Un texte de Guillaume Boucher

« C’est drôle! Le combiné a toujours été l’épreuve dans laquelle je suis la plus constante, mais je ne faisais aucun entraînement de vitesse », souligne avec ironie Marie-Michèle Gagnon, rencontrée mercredi à Montréal dans un cocktail réunissant des membres des équipes canadiennes de ski alpin et de ski cross.

La vitesse est pourtant quelque chose de naturel pour elle. La skieuse de 28 ans rappelle fièrement que c’est en super-G qu’elle s’est qualifiée pour la première fois en équipe nationale, avant d’être dirigée vers des épreuves techniques à la suite d’une fracture à une jambe.

« Quand tu es jeune, c’est important de développer le côté technique du ski avant d’aller dans la vitesse. Je ne regrette rien », dit-elle à propos de son parcours.

Si elle fait une plus grande place à la vitesse, c’est parce que le slalom, l’épreuve technique du combiné alpin, était devenu « un poids » dans son programme.

« Ç’a toujours été ma discipline de choix. Mais les deux dernières années, ç’a été plus difficile, explique-t-elle. J’avais moins de résultats, moins de constance. »

On la sent sereine avec sa nouvelle approche du slalom, auquel elle consacre moins de temps, au profit du super-G, de la descente et du slalom géant.

« Je me suis moins entraînée que les dernières années en slalom, je suis moins préparée, mais je suis quand même dans un bon état d’esprit, explique-t-elle.
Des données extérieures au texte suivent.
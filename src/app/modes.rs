//! List filter and delete-flow state types.
//!
//! This module defines the small state-machine enums the view-model is built
//! around.
//!
//! # Delete Flow
//!
//! ```text
//! Idle --confirm_delete(e)--------------------------> SingleArmed
//! Idle --confirm_delete_selected() [selection > 0]--> BulkArmed
//! SingleArmed --delete_confirmed() | cancel_delete()--> Idle
//! BulkArmed   --delete_confirmed() | cancel_delete()--> Idle
//! entering or exiting selection mode from any state --> Idle
//! ```

use crate::storage::{EventQuery, SortKey, SortOrder};
use serde::{Deserialize, Serialize};
use std::collections::BTreeSet;
use std::fmt;
use std::str::FromStr;
use uuid::Uuid;

/// Which half of the event collection the list shows.
#[derive(Debug, Clone, Copy, PartialEq, Eq, Hash, Default, Serialize, Deserialize)]
#[serde(rename_all = "lowercase")]
pub enum ListFilter {
    /// Events not yet archived, soonest first.
    #[default]
    Future,

    /// Archived events, most recent first.
    Past,
}

impl ListFilter {
    pub const ALL: [Self; 2] = [Self::Future, Self::Past];

    /// Tab title shown above the list.
    #[must_use]
    pub const fn title(self) -> &'static str {
        match self {
            Self::Future => "Future",
            Self::Past => "Past",
        }
    }

    /// Value of `is_archived` this filter selects.
    #[must_use]
    pub const fn is_archived(self) -> bool {
        matches!(self, Self::Past)
    }

    /// Date ordering for this filter.
    #[must_use]
    pub const fn sort_order(self) -> SortOrder {
        match self {
            Self::Future => SortOrder::Ascending,
            Self::Past => SortOrder::Descending,
        }
    }

    /// Store query producing this filter's list.
    #[must_use]
    pub const fn query(self) -> EventQuery {
        EventQuery::archived(self.is_archived()).sorted_by(SortKey::Date, self.sort_order())
    }
}

impl fmt::Display for ListFilter {
    fn fmt(&self, f: &mut fmt::Formatter<'_>) -> fmt::Result {
        f.write_str(self.title())
    }
}

impl FromStr for ListFilter {
    type Err = String;

    fn from_str(s: &str) -> Result<Self, Self::Err> {
        match s.trim().to_ascii_lowercase().as_str() {
            "future" | "upcoming" => Ok(Self::Future),
            "past" | "archived" => Ok(Self::Past),
            other => Err(format!("unknown filter: {other}")),
        }
    }
}

/// A delete waiting for user confirmation.
#[derive(Debug, Clone, PartialEq, Eq, Default)]
pub enum PendingDelete {
    /// Nothing armed.
    #[default]
    None,

    /// One event, armed from the normal list.
    Single(Uuid),

    /// The selection captured when bulk delete was armed.
    Bulk(BTreeSet<Uuid>),
}

/// Coarse state of the delete flow, derived from [`PendingDelete`].
#[derive(Debug, Clone, Copy, PartialEq, Eq)]
pub enum DeletePhase {
    Idle,
    SingleArmed,
    BulkArmed,
}

impl PendingDelete {
    #[must_use]
    pub const fn phase(&self) -> DeletePhase {
        match self {
            Self::None => DeletePhase::Idle,
            Self::Single(_) => DeletePhase::SingleArmed,
            Self::Bulk(_) => DeletePhase::BulkArmed,
        }
    }

    /// Whether a confirmation prompt should be showing.
    #[must_use]
    pub const fn is_armed(&self) -> bool {
        !matches!(self, Self::None)
    }
}

#[cfg(test)]
mod tests {
    use super::*;

    #[test]
    fn filter_maps_to_archived_flag_and_order() {
        assert!(!ListFilter::Future.is_archived());
        assert!(ListFilter::Past.is_archived());
        assert_eq!(ListFilter::Future.sort_order(), SortOrder::Ascending);
        assert_eq!(ListFilter::Past.sort_order(), SortOrder::Descending);
        assert_eq!(ListFilter::Past.query(), EventQuery::archived(true).sorted_by(SortKey::Date, SortOrder::Descending));
    }

    #[test]
    fn filter_parses_aliases() {
        assert_eq!("Upcoming".parse::<ListFilter>(), Ok(ListFilter::Future));
        assert_eq!("past".parse::<ListFilter>(), Ok(ListFilter::Past));
        assert!("someday".parse::<ListFilter>().is_err());
    }

    #[test]
    fn pending_delete_phases() {
        assert_eq!(PendingDelete::None.phase(), DeletePhase::Idle);
        assert!(!PendingDelete::None.is_armed());
        assert_eq!(PendingDelete::Single(Uuid::new_v4()).phase(), DeletePhase::SingleArmed);
        assert!(PendingDelete::Bulk(BTreeSet::new()).is_armed());
    }
}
En sachant que je ne suis pas aussi préparée qu’avant, je me dis que je n’ai qu’à faire de mon mieux et tout d’un coup, ça m’enlève un poids des épaules. »

« Une nouvelle énergie »

La saison dernière, Marie-Michèle Gagnon a obtenu ses meilleurs résultats en combiné : une 4e place en Coupe du monde à Crans-Montana et une 6e aux Championnats du monde. Son virage vers la vitesse lui donne une nouvelle énergie pour attaquer cette épreuve.

« J’ai trouvé quelque chose d’excitant. » « Je tripe vraiment. » « Je me sens légère. » Elle ne manque pas de formules pour exprimer la joie que lui procure son renouveau. Ses yeux brillent quand elle raconte son premier camp de vitesse en 10 ans, cet été au Chili, aux côtés de Lindsey Vonn et autres Ilka Stuhec.

Pour réussir ce virage, comme l’a fait son ancienne coéquipière Britt Janyk il y a quelques années, Gagnon doit chasser l’inconfort qu’elle ressent sur des pistes glacées et des pentes prononcées. C’était d’ailleurs un des objectifs de son camp au Chili.

« Je dois aussi essayer de renforcer mes bases techniques en terrain modéré ou facile, pour skier parfaitement, ajoute-t-elle. Pour qu’une fois rendue sur une pente à pic, je puisse mieux m’adapter. »

La skieuse de Lac-Etchemin est consciente du travail qui l’attend, mais ne veut pas trop en faire. Elle entre avec sagesse et prudence dans cette nouvelle étape de sa carrière. Elle refuse par exemple de chiffrer ses objectifs des courses qui l’attendent en Coupe du monde cet automne ou à Pyeongchang pour ses troisièmes Jeux olympiques.